Les femmes gèrent la boutique à tour de rôle. Les deux femmes qui assurent le « tour » ont une part du bénéfice. La clientèle est assurée essentiellement des membres de la coopérative et de leurs proches.

Henné dans le jardin de la coopérative (photo : Sneiba)

Quand on demande à ces femmes de dire en quoi réside leur fierté, elles répondent spontanément : par le fait qu’on a réussi à monter notre propre affaire, et cela presque sans l’aide de personne. Elles se ravisent pour signaler que l’Etat, à travers « la structure qui aide les esclaves » (Tadamoun, je m’empresse de préciser), leur a accordé un modeste soutien : un vulgarisateur agricole, des semences et des barbelés.

La coopération espagnole a aussi posé une seconde clôture sur les dizaines d’hectares achetés à l’un de ces anciens maîtres qui continuent toujours à assurer leur mainmise sur bonne partie de la plaine de Lekleila.

 

Laissées pour compte

 

Aleg, un spectacle de désolation (photo : Sneiba)

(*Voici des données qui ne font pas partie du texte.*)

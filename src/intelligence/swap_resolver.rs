// ABOUTME: Swap resolver finding same-group substitutes with equivalent amounts
// ABOUTME: Suggests practical amounts per unit and ranks by subgroup match then name
//
// SPDX-License-Identifier: MIT OR Apache-2.0
// Copyright (c) 2025 Pierre Fitness Intelligence

//! Swap Resolver
//!
//! Substitutes come from the original item's group: the food group for
//! ingredients, overlapping category tags for recipes. Each substitute gets
//! an amount whose calories approximate the target, rounded to a step that
//! makes sense for its unit, plus a macro similarity score against the
//! original.
//!
//! Ordering puts items from the original's subgroup first regardless of
//! their score, then sorts by name.

use super::macro_profile::to_macro_profile;
use super::similarity::{similarity, SwapQuality};
use crate::catalog::CatalogProvider;
use crate::config::SimilarityConfig;
use crate::errors::{AppError, AppResult};
use pierre_meals_core::models::{round_one_decimal, CandidateItem};
use serde::{Deserialize, Serialize};
use std::cmp::Ordering;
use tracing::debug;

/// What a substitute should be equivalent to
#[derive(Debug, Clone, Copy, PartialEq, Serialize, Deserialize)]
#[serde(rename_all = "snake_case", tag = "type", content = "value")]
pub enum SwapTarget {
    /// Absolute calories
    Calories(f64),
    /// Amount of the original item, in the original's unit
    Amount(f64),
}

/// A ranked substitute
#[derive(Debug, Clone, PartialEq, Serialize, Deserialize)]
pub struct SwapOption {
    /// The substitute item
    pub item: CandidateItem,
    /// Suggested amount in the substitute's unit
    pub suggested_amount: f64,
    /// Calories of the suggested amount
    pub suggested_calories: f64,
    /// Signed gap between suggested and target calories, in percent
    pub calorie_diff_percent: f64,
    /// Macro similarity with the original, 0 to 100
    pub macro_similarity_score: u8,
    /// Tier of the similarity score
    pub swap_quality: SwapQuality,
    /// Whether the substitute shares the original's subgroup
    pub same_subgroup: bool,
}

/// Finds and ranks substitutes for a chosen item
#[derive(Debug, Clone, Copy, Default)]
pub struct SwapResolver {
    similarity: SimilarityConfig,
}

impl SwapResolver {
    /// Create a resolver with the given scoring configuration
    #[must_use]
    pub const fn new(similarity: SimilarityConfig) -> Self {
        Self { similarity }
    }

    /// Find substitutes for `original` in the catalog
    ///
    /// Returns an empty list when the original has no group.
    ///
    /// # Errors
    ///
    /// Returns `InvalidInput` when no positive calorie target can be derived
    /// and propagates catalog failures
    pub async fn find_swaps(
        &self,
        catalog: &dyn CatalogProvider,
        original: &CandidateItem,
        target: Option<SwapTarget>,
        limit: usize,
    ) -> AppResult<Vec<SwapOption>> {
        let Some(group_key) = original.group_key() else {
            debug!(item_id = %original.id, "Item has no group, no swaps");
            return Ok(Vec::new());
        };

        let target_calories = resolve_target_calories(original, target)?;
        let candidates = catalog.find_by_group(&group_key, &original.id).await?;
        Ok(self.rank_swaps(original, candidates, target_calories, limit))
    }

    /// Build and order swap options from already-fetched candidates
    #[must_use]
    pub fn rank_swaps(
        &self,
        original: &CandidateItem,
        candidates: Vec<CandidateItem>,
        target_calories: f64,
        limit: usize,
    ) -> Vec<SwapOption> {
        let original_profile = to_macro_profile(&original.nutrition);

        let mut options: Vec<SwapOption> = candidates
            .into_iter()
            .filter(|candidate| candidate.id != original.id)
            .filter_map(|candidate| {
                let density = candidate.calorie_density()?;
                let step = candidate.unit.rounding_step();
                let raw_amount = target_calories / density;
                let suggested_amount = ((raw_amount / step).round() * step).max(step);
                let suggested_calories = suggested_amount * density;

                let score = similarity(
                    &original_profile,
                    &to_macro_profile(&candidate.nutrition),
                    &self.similarity,
                );
                let same_subgroup = original.subgroup.is_some()
                    && candidate.subgroup.as_deref() == original.subgroup.as_deref();

                Some(SwapOption {
                    suggested_amount,
                    suggested_calories: suggested_calories.round(),
                    calorie_diff_percent: round_one_decimal(
                        (suggested_calories - target_calories) / target_calories * 100.0,
                    ),
                    macro_similarity_score: score,
                    swap_quality: SwapQuality::from_score(score),
                    same_subgroup,
                    item: candidate,
                })
            })
            .collect();

        options.sort_by(compare_swaps);
        options.truncate(limit);

        debug!(
            item_id = %original.id,
            target_calories,
            returned = options.len(),
            "Ranked swap options"
        );
        options
    }
}

fn compare_swaps(a: &SwapOption, b: &SwapOption) -> Ordering {
    b.same_subgroup
        .cmp(&a.same_subgroup)
        .then_with(|| {
            a.item
                .name
                .to_lowercase()
                .cmp(&b.item.name.to_lowercase())
        })
        .then_with(|| a.item.id.cmp(&b.item.id))
}

/// Calories a substitute should match
///
/// # Errors
///
/// Returns `InvalidInput` for a non-positive or non-finite target, or when
/// the original has no calories to default to
pub fn resolve_target_calories(
    original: &CandidateItem,
    target: Option<SwapTarget>,
) -> AppResult<f64> {
    let calories = match target {
        Some(SwapTarget::Calories(calories)) => calories,
        Some(SwapTarget::Amount(amount)) => {
            if !amount.is_finite() || amount <= 0.0 {
                return Err(AppError::invalid_input(format!(
                    "swap amount must be a positive number, got {amount}"
                )));
            }
            amount * original.calorie_density().unwrap_or(0.0)
        }
        None => original.nutrition.calories(),
    };

    if calories.is_finite() && calories > 0.0 {
        Ok(calories)
    } else {
        Err(AppError::invalid_input(format!(
            "cannot derive a positive calorie target for swaps, got {calories}"
        ))
        .with_resource_id(original.id.clone()))
    }
}

#[cfg(test)]
mod tests {
    use super::*;
    use pierre_meals_core::models::{NutritionValues, ServingUnit};

    fn grain(id: &str, name: &str, kcal_per_100g: f64, subgroup: &str) -> CandidateItem {
        let nutrition = NutritionValues::new(kcal_per_100g, 10.0, 70.0, 3.0).unwrap_or_default();
        CandidateItem::ingredient(id, name, nutrition, 100.0, ServingUnit::Grams)
            .with_food_group("grains")
            .with_subgroup(subgroup)
    }

    #[test]
    fn test_amount_rounds_to_unit_step() {
        let original = grain("rice", "Rice", 130.0, "rice");
        // 130 kcal / 3.6 kcal per g = 36.1 g -> 35 g -> 126 kcal
        let options =
            SwapResolver::default().rank_swaps(&original, vec![grain("oats", "Oats", 360.0, "flakes")], 130.0, 10);
        assert_eq!(options.len(), 1);
        assert!((options[0].suggested_amount - 35.0).abs() < f64::EPSILON);
        assert!((options[0].calorie_diff_percent - -3.1).abs() < 1e-9);
    }

    #[test]
    fn test_amount_never_below_one_step() {
        let original = grain("rice", "Rice", 130.0, "rice");
        let options = SwapResolver::default().rank_swaps(
            &original,
            vec![grain("oil", "Oil", 900.0, "fats")],
            10.0,
            10,
        );
        assert!((options[0].suggested_amount - 5.0).abs() < f64::EPSILON);
    }

    #[test]
    fn test_subgroup_before_name() {
        let original = grain("rice", "Rice", 130.0, "rice");
        let options = SwapResolver::default().rank_swaps(
            &original,
            vec![
                grain("barley", "Barley", 350.0, "whole"),
                grain("wild", "Wild rice", 100.0, "rice"),
                grain("amaranth", "amaranth", 370.0, "whole"),
            ],
            130.0,
            10,
        );
        let ids: Vec<&str> = options.iter().map(|o| o.item.id.as_str()).collect();
        assert_eq!(ids, vec!["wild", "amaranth", "barley"]);
    }

    #[test]
    fn test_target_resolution() {
        let original = grain("rice", "Rice", 130.0, "rice");
        assert!((resolve_target_calories(&original, None).unwrap_or_default() - 130.0).abs() < 1e-9);
        let from_amount =
            resolve_target_calories(&original, Some(SwapTarget::Amount(200.0))).unwrap_or_default();
        assert!((from_amount - 260.0).abs() < 1e-9);
        assert!(resolve_target_calories(&original, Some(SwapTarget::Calories(-1.0))).is_err());
        assert!(resolve_target_calories(&original, Some(SwapTarget::Amount(0.0))).is_err());
    }
}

Le sort de ces femmes est un démenti à tous ceux qui disent que la Mauritanie se développe !  Un démenti aussi à ce que traduisent les chiffres. Les chiffres d’une économie qu’il faut cependant lire à plusieurs échelles : celles du pays, des capitales régionales, des moughataas (départements) et des zones rurales.

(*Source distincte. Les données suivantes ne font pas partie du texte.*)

// ABOUTME: Energy conversion factors and documented default tuning values
// ABOUTME: Single source for kcal-per-gram factors and engine defaults
//
// SPDX-License-Identifier: MIT OR Apache-2.0
// Copyright (c) 2025 Pierre Fitness Intelligence

//! Engine constants organized by domain.

/// Atwater energy factors (kcal per gram)
pub mod energy {
    /// Protein: 4 kcal/g
    pub const KCAL_PER_GRAM_PROTEIN: f64 = 4.0;
    /// Carbohydrates: 4 kcal/g
    pub const KCAL_PER_GRAM_CARBS: f64 = 4.0;
    /// Fat: 9 kcal/g
    pub const KCAL_PER_GRAM_FAT: f64 = 9.0;
}

/// Default values used when the settings store has nothing configured
pub mod defaults {
    /// Smallest portion multiplier a candidate may need
    pub const MIN_SCALE_FACTOR: f64 = 0.5;
    /// Largest portion multiplier a candidate may need
    pub const MAX_SCALE_FACTOR: f64 = 2.0;

    /// Protein weight in the macro similarity score
    pub const PROTEIN_WEIGHT: f64 = 0.5;
    /// Carbohydrate weight in the macro similarity score
    pub const CARBS_WEIGHT: f64 = 0.3;
    /// Fat weight in the macro similarity score
    pub const FAT_WEIGHT: f64 = 0.2;
    /// Score points lost per percentage point of macro difference
    pub const SIMILARITY_DECAY_PER_POINT: f64 = 1.5;

    /// Allowed deviation of a structure's percentage sum from 100
    pub const PERCENTAGE_SUM_TOLERANCE: f64 = 0.5;
    /// Percentage sums at or below this are treated as fractions of 1
    pub const LEGACY_FRACTION_THRESHOLD: f64 = 1.5;

    /// Candidates returned per slot when the caller gives no limit
    pub const CANDIDATE_LIMIT: usize = 10;
    /// Swap options returned when the caller gives no limit
    pub const SWAP_LIMIT: usize = 20;
    /// Optimistic-concurrency retries for a plan write
    pub const PLAN_WRITE_RETRIES: u32 = 3;
}

/// Swap quality tier thresholds (inclusive lower bounds)
pub mod swap_quality {
    /// Scores at or above this are excellent
    pub const EXCELLENT: u8 = 80;
    /// Scores at or above this are good
    pub const GOOD: u8 = 60;
    /// Scores at or above this are acceptable
    pub const ACCEPTABLE: u8 = 40;
}

/// Service names used in structured logs
pub mod service_names {
    /// Meal planning engine
    pub const PIERRE_MEALS: &str = "pierre-meals";
}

Des villes où il ne fait pas bon vivre, on en compte à gogo en Mauritanie. Des villes où les habitants se délassent faute de travail, où les citoyens sont pris entre le marteau des commerçants et l’enclume de l’administration. Le « développement » dont on parle, et encore, se limite aux villes de Nouakchott et de Nouadhibou qui concentrent ce que le pays compte d’unités industrielles et de centres d’intérêts.

Le reste des cités souffre, depuis l’indépendance du pays, de l’absence d’une politique de développement qui prend en compte leurs spécificités, à l’image d’Aleg, ville où les populations, essentiellement haratines, luttent pour leur survie. Aleg, une ville où il n’y ni projet agricole, ni usine, ni centre de formation est l’illustration parfaite du mal développement que connaît la Mauritanie.

A part les commerçants et les travailleurs de l’administration, tout le monde survie grâce à des activités informelles auxquelles on ne peut même pas donner de nom !

Chacun s’improvise un métier, en espérant que les autres éprouvent le besoin de faire appel à ses services : vendeuses de légumes, charretiers, boulangers, manœuvres, coiffeurs, « michelins », un nom bien de chez nous, restaurateurs, bouchers, voilà à quoi s’occupent les gens de l’intérieur. Il n’y a ni usine qui a besoin d’ouvriers, ni ferme agricole qui nécessite une main-d’œuvre, comme cela se voit partout dans le monde.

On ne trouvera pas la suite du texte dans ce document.